Merhabalar...
Geciktiğim için üzgünüm dersler dolayısıyla fazla yoğunum. 8-5 dersim var arkadaşlaaar
:( mutsuzum , uykusuz ve yorgunum üzerine öğrenmem gereken sikten bir ingilizce eklendi ve kpss ye hazırlanmam gerek bana şans dileyin.Bu arada 10k şerefine atacağım bölümü hâlâ unutmadım. En kısa zamanda sizlerle olacak. Lütfen ilgiyi alakayı kesmeyin. Sizleri seviyorum.
İyi ve mutlu geceler diliyorum.
Keyifli okumalar.
(Not: bölüm bin kelime oldu umarım biraz olsun beklentinizi karşılayabilirim ❤)
İçimde kocaman kocaman yaralar biriktirdim, senin açtığın. Dokunsan geçerdi aslında. Sen göremeyecek kadar kör, ben gösteremeyecek kadar cesaretsiz olduğumdan hep sızlayıp durdular.
"Vur bana."
Giydiğim tişörtü düzeltirken, duyduğum şey ile şaşırmıştım. Altıma şortu geçirirken yüzümü anlamadığımı belirten bir ifade ile, yatakta oturan Jungkook'a döndüm.
"Ne?"
Yüzümde anlamsız tuhaf bir şaşırma ifadesi vardı. Hızla ayağa kalktığında üstsüz bedeni ile karşı karşıya gelmiştim. Yaklaşık birkaç dakika önce dibinde olsam dahi hâlâ bu manzaraya alışabilmiş değildim.
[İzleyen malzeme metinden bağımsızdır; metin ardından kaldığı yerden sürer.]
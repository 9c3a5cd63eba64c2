// SPDX-FileCopyrightText: 2026 Bruno Meilick
// SPDX-License-Identifier: LicenseRef-Anchorroute-FreeUse-NoCopy-NoDerivatives
//
// All rights reserved.
//
// This file is part of Anchorroute and is proprietary software.
// Unauthorized copying, modification, or distribution is prohibited.

//! Obstacle snapshots queried by the routers.
//!
//! The routers only ever ask one question: "does this candidate segment touch any obstacle
//! boundary?". [`ObstacleIndex`] captures that question so the linear scan in [`Obstacles`]
//! can be swapped for a spatial index without touching the callers.

use tracing::trace;

use crate::geometry::{Rect, Segment};

/// Clearance oracle for candidate route segments.
pub trait ObstacleIndex {
    /// Returns `true` iff no obstacle boundary intersects or overlaps `segment`.
    fn is_clear(&self, segment: &Segment) -> bool;
}

impl<T: ObstacleIndex + ?Sized> ObstacleIndex for &T {
    fn is_clear(&self, segment: &Segment) -> bool {
        (**self).is_clear(segment)
    }
}

/// Immutable set of axis-aligned obstacle rectangles, scanned linearly.
#[derive(Debug, Clone, Default, PartialEq)]
pub struct Obstacles {
    rects: Vec<Rect>,
}

impl Obstacles {
    pub fn new(rects: Vec<Rect>) -> Self {
        Self { rects }
    }

    pub fn len(&self) -> usize {
        self.rects.len()
    }

    pub fn is_empty(&self) -> bool {
        self.rects.is_empty()
    }

    pub fn iter(&self) -> impl Iterator<Item = &Rect> + '_ {
        self.rects.iter()
    }

    pub fn as_slice(&self) -> &[Rect] {
        &self.rects
    }

    /// The first rectangle (in insertion order) whose boundary the segment touches.
    pub fn first_blocking(&self, segment: &Segment) -> Option<&Rect> {
        self.rects.iter().find(|rect| rect.boundary_intersects(segment))
    }
}

impl ObstacleIndex for Obstacles {
    fn is_clear(&self, segment: &Segment) -> bool {
        match self.first_blocking(segment) {
            Some(rect) => {
                trace!(from = %segment.start, to = %segment.end, ?rect, "segment blocked");
                false
            }
            None => true,
        }
    }
}

impl FromIterator<Rect> for Obstacles {
    fn from_iter<I: IntoIterator<Item = Rect>>(iter: I) -> Self {
        Self { rects: iter.into_iter().collect() }
    }
}

impl From<Vec<Rect>> for Obstacles {
    fn from(rects: Vec<Rect>) -> Self {
        Self::new(rects)
    }
}

#[cfg(test)]
mod tests {
    use super::{ObstacleIndex, Obstacles};
    use crate::geometry::{Point, Rect, Segment};

    fn seg(x0: f64, y0: f64, x1: f64, y1: f64) -> Segment {
        Segment::new(Point::new(x0, y0), Point::new(x1, y1))
    }

    #[test]
    fn empty_index_clears_everything() {
        let obstacles = Obstacles::default();
        assert!(obstacles.is_empty());
        assert!(obstacles.is_clear(&seg(-100.0, 0.0, 100.0, 0.0)));
    }

    #[test]
    fn reports_first_blocking_rect_in_insertion_order() {
        let obstacles: Obstacles =
            [Rect::new(5.0, -1.0, 6.0, 1.0), Rect::new(1.0, -1.0, 2.0, 1.0)]
                .into_iter()
                .collect();

        let through_both = seg(0.0, 0.0, 10.0, 0.0);
        assert!(!obstacles.is_clear(&through_both));
        assert_eq!(obstacles.first_blocking(&through_both), Some(&Rect::new(5.0, -1.0, 6.0, 1.0)));

        let between = seg(3.0, -5.0, 3.0, 5.0);
        assert!(obstacles.is_clear(&between));
        assert_eq!(obstacles.first_blocking(&between), None);
    }

    #[test]
    fn order_of_obstacles_does_not_change_clearance() {
        let rects = vec![
            Rect::new(0.0, 0.0, 1.0, 1.0),
            Rect::new(2.0, 2.0, 3.0, 3.0),
            Rect::new(-4.0, 1.0, -3.0, 6.0),
        ];
        let forward = Obstacles::new(rects.clone());
        let backward = Obstacles::new(rects.into_iter().rev().collect());

        for candidate in [
            seg(-5.0, 0.5, 5.0, 0.5),
            seg(1.5, -1.0, 1.5, 5.0),
            seg(3.0, 3.0, 4.0, 4.0),
            seg(-2.0, 0.0, -2.0, 9.0),
        ] {
            assert_eq!(forward.is_clear(&candidate), backward.is_clear(&candidate));
        }
    }

    #[test]
    fn borrowed_index_delegates() {
        fn clear_via<I: ObstacleIndex>(index: I, segment: &Segment) -> bool {
            index.is_clear(segment)
        }

        let obstacles = Obstacles::new(vec![Rect::new(0.0, 0.0, 1.0, 1.0)]);
        assert!(!clear_via(&obstacles, &seg(-1.0, 0.0, 0.0, 0.0)));
        assert!(clear_via(&obstacles, &seg(-1.0, 2.0, 2.0, 2.0)));
    }
}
Gözlerimin içine baktı, olması gerektiğinden daha fazla yakındı. Az öncekine nazaran daha sessiz ve net bir şekilde tekrarladı."Vur bana dedim."
Arkamı döndüm, yapmam gereken bir ton işlerim vardı. Mesela bir haftadır uğramadığım şirketime uğramam, ardından bir şekilde Hakim Bey ile görüşme yapmam gerekiyordu . "Ne saçmaladığın hakkında hiçbir fikrim yok ama bir saat içerisinde şirkette olmam gerekiyor."
Nazikçe kolumdan tutup beni kendine doğru çevirdi. "Şirkete böyle gitmeyeceksin değil mi?"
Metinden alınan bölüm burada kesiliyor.